2. Analyze their relative attractiveness from carbon perspective.

Institutional Securities: The green bond and sustainability bonds were a win-win situation if we see from
the carbon perspective as through these instruments the companies were able to mobilize capital to
reduce carbon emission and carbon footprint.

The inclusion of ESG factors in equity analysis also helped in reducing carbon emission and carbon
footprints as now equity prices of the companies are affected by their ESG factors.

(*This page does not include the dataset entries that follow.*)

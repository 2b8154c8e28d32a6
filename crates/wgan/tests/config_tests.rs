// Tests for tri-state options and WganConfig

use wgan::config::{Setting, DEFAULT_GRAD_WEIGHT, DEFAULT_N_CRITIC};
use wgan::prelude::*;

#[test]
fn test_retrieve_consumes_and_honors_falsy_values() -> wgan::Result<()> {
    let mut opts = Options::new()
        .with("use_gradient_penalty", false)
        .with("grad_weight", 0.0)
        .with("n_critic", 0usize);

    assert!(!opts.retrieve("use_gradient_penalty", true)?);
    assert_eq!(opts.retrieve("grad_weight", 10.0)?, 0.0);
    assert_eq!(opts.retrieve("n_critic", 5usize)?, 0);
    assert!(opts.is_empty());
    opts.finish()
}

#[test]
fn test_not_set_and_absent_use_the_default() -> wgan::Result<()> {
    let mut opts = Options::new().with_not_set("grad_weight");
    assert_eq!(opts.get("grad_weight"), &Setting::NotSet);
    assert_eq!(opts.get("latent_dim"), &Setting::Absent);

    assert_eq!(opts.retrieve("grad_weight", 10.0)?, 10.0);
    assert_eq!(opts.retrieve("latent_dim", 7usize)?, 7);
    assert!(!opts.contains("grad_weight"));
    Ok(())
}

#[test]
fn test_retrieve_setting_keeps_the_three_states() -> wgan::Result<()> {
    let mut opts = Options::new().with("a", true).with_not_set("b");
    assert_eq!(opts.retrieve_setting::<bool>("a")?, Setting::Value(true));
    assert_eq!(opts.retrieve_setting::<bool>("b")?, Setting::NotSet);
    assert_eq!(opts.retrieve_setting::<bool>("c")?, Setting::Absent);
    Ok(())
}

#[test]
fn test_wrong_type_is_a_config_error() {
    let mut opts = Options::new().with("batch_size", "many");
    let r = opts.retrieve("batch_size", 1usize);
    assert!(matches!(r, Err(wgan::Error::Config(_))));

    let mut opts = Options::new().with("batch_size", -3i64);
    assert!(opts.retrieve("batch_size", 1usize).is_err());
}

#[test]
fn test_config_from_options() -> wgan::Result<()> {
    let opts = Options::new()
        .with("batch_size", 32usize)
        .with("latent_dim", 2usize)
        .with("use_gradient_penalty", false)
        .with_not_set("grad_weight")
        .with("dtype", "f64")
        .with("tf_call_kw", CallOptions::training(true));
    let cfg = WganConfig::from_options(opts)?;
    assert_eq!(cfg.batch_size, 32);
    assert_eq!(cfg.latent_dim, 2);
    assert!(!cfg.use_gradient_penalty);
    assert_eq!(cfg.grad_weight, DEFAULT_GRAD_WEIGHT);
    assert_eq!(cfg.n_critic, DEFAULT_N_CRITIC);
    assert_eq!(cfg.dtype, DType::F64);
    assert_eq!(cfg.call, CallOptions::training(true));
    Ok(())
}

#[test]
fn test_unknown_option_rejected() {
    let opts = Options::new()
        .with("batch_size", 8usize)
        .with("learning_rte", 0.1);
    let err = WganConfig::from_options(opts).unwrap_err();
    assert!(err.to_string().contains("learning_rte"), "{err}");
}

#[test]
fn test_json_null_missing_and_false() -> wgan::Result<()> {
    let cfg = WganConfig::from_json_str(
        r#"{ "batch_size": 16, "grad_weight": null, "use_gradient_penalty": false }"#,
    )?;
    assert_eq!(cfg.batch_size, 16);
    assert_eq!(cfg.grad_weight, DEFAULT_GRAD_WEIGHT);
    assert!(!cfg.use_gradient_penalty);
    assert_eq!(cfg.latent_dim, WganConfig::default().latent_dim);
    Ok(())
}

#[test]
fn test_json_unknown_field_rejected() {
    let r = WganConfig::from_json_str(r#"{ "batch_size": 16, "gradweight": 1.0 }"#);
    assert!(matches!(r, Err(wgan::Error::Config(_))));
}

#[test]
fn test_json_call_options_alias() -> wgan::Result<()> {
    let cfg = WganConfig::from_json_str(r#"{ "tf_call_kw": { "training": false } }"#)?;
    assert_eq!(cfg.call.training, Some(false));
    Ok(())
}

#[test]
fn test_json_roundtrip() -> wgan::Result<()> {
    let cfg = WganConfig {
        batch_size: 12,
        latent_dim: 3,
        use_gradient_penalty: false,
        grad_weight: 0.5,
        n_critic: 2,
        dtype: DType::F64,
        call: CallOptions::training(false),
    };
    let text = cfg.to_json_string()?;
    assert_eq!(WganConfig::from_json_str(&text)?, cfg);
    Ok(())
}

#[test]
fn test_options_from_json_object() -> wgan::Result<()> {
    let value = serde_json::json!({ "batch_size": 4, "grad_weight": null, "dtype": "f32" });
    let opts = Options::from_json(value)?;
    assert_eq!(opts.len(), 3);
    assert_eq!(opts.get("grad_weight"), &Setting::NotSet);
    let cfg = WganConfig::from_options(opts)?;
    assert_eq!(cfg.batch_size, 4);
    assert_eq!(cfg.dtype, DType::F32);

    assert!(Options::from_json(serde_json::json!([1, 2])).is_err());
    Ok(())
}

#[test]
fn test_invalid_values_rejected() {
    assert!(WganConfig::from_json_str(r#"{ "batch_size": 0 }"#).is_err());
    assert!(WganConfig::from_json_str(r#"{ "n_critic": 0 }"#).is_err());
    assert!(WganConfig::from_json_str(r#"{ "dtype": "f16" }"#).is_err());
}

#[test]
fn test_config_from_file() -> wgan::Result<()> {
    let dir = tempfile::tempdir()?;
    let path = dir.path().join("wgan.json");
    std::fs::write(&path, r#"{ "latent_dim": 5, "n_critic": 1 }"#)?;
    let cfg = WganConfig::from_json_file(&path)?;
    assert_eq!(cfg.latent_dim, 5);
    assert_eq!(cfg.n_critic, 1);

    assert!(matches!(
        WganConfig::from_json_file(dir.path().join("missing.json")),
        Err(wgan::Error::Io(_))
    ));
    Ok(())
}
// mlp — multilayer perceptron builder
//
//   mlp(&[latent, 64, 64, 2], Activation::Relu, None, dtype, &dev)
//     → Linear(latent→64) ReLU Linear(64→64) ReLU Linear(64→2)
//
// Hidden activations go between Linear layers; `output` (if any) is applied
// after the last one. Generators and critics of the GAN are built this way.

use wgan_core::backend::Backend;
use wgan_core::dtype::DType;
use wgan_core::error::{Error, Result};

use crate::activation::Activation;
use crate::linear::Linear;
use crate::sequential::Sequential;

/// Stack of Linear layers with `sizes[i] → sizes[i+1]`.
pub fn mlp<B: Backend>(
    sizes: &[usize],
    hidden: Activation,
    output: Option<Activation>,
    dtype: DType,
    device: &B::Device,
) -> Result<Sequential<B>> {
    if sizes.len() < 2 {
        return Err(Error::msg(format!(
            "mlp needs at least an input and an output size, got {:?}",
            sizes
        )));
    }
    let mut seq = Sequential::new();
    let last = sizes.len() - 2;
    for (i, pair) in sizes.windows(2).enumerate() {
        seq = seq.add(Linear::<B>::new(pair[0], pair[1], true, dtype, device)?);
        if i < last {
            seq = seq.add_boxed(hidden.module());
        }
    }
    if let Some(act) = output {
        seq = seq.add_boxed(act.module());
    }
    Ok(seq)
}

3. Do these indicate that investors have seriously taken up climate change in their investment
decisions? Why or why not?

The investors have seriously taken up climate change in their investment decisions:
 The growing market of Green Bond indicates that investors, governments as well as companies
are concerned about climate change.
 Not only energy sector companies are issuing the green bond but the consumer goods
companies like Unilever has also issued Green bond.
 ESG factors are now more discussed in the meeting between clients and financial advisers.
 The equity prices which depend on the demand from the investors are now being calculated
keeping in view of the ESG factors.
 Sustainability bonds have also come into the market which is a step ahead from the Green
bonds.

4. How do you see the path ahead for Morgan Stanley in the long-term sustainability and what could
be the major challenges? Please suggest a way forward?
1. Franchise supported by greater contribution of relatively stable revenue sources, driven by $10bn of
growth from relatively stable sources, resulted in less reliance on relatively volatile sources and drove
higher returns

ISG:
 Expand Leadership in Investment Banking
 Continue targeted growth in lending to institutional securities group clients

WM:
 attract client assets held away
 increase lending penetration with existing clients
 invest and grow digital offering

IM:
• Enhance Client Partnerships
 Pursue Product Innovation
 Explore “Fill-In” Acquisitions (e.g., Mesa West)

New opportunities:

• Asia pacific – opportunities to deepen presence in high growth region longer term
• Equity S&T / Research
• International Wealth Management
o Invest in talent and grow client base
o strengthen cross-divisional partnership to expand products and services offered to
ultrahigh net worth clients
• Shift Towards Advisory Assets Helps Grow Relatively Stable Revenue Base
• Wealth management:
o Maintain investment in order to drive technology adoption and consolidate assets held
away
o Expand banking and lending offerings and increase client penetration
o Acquire new households through digital workplace wealth solutions for integration?

Challenges:

• Conventional businesses like coal power plant, mining etc will not be a part of its clientele.
• Attract new clients while retaining the existing one.
• IT related and cyber security issues.
• Compliance with regulations which require huge investment reducing profit margin.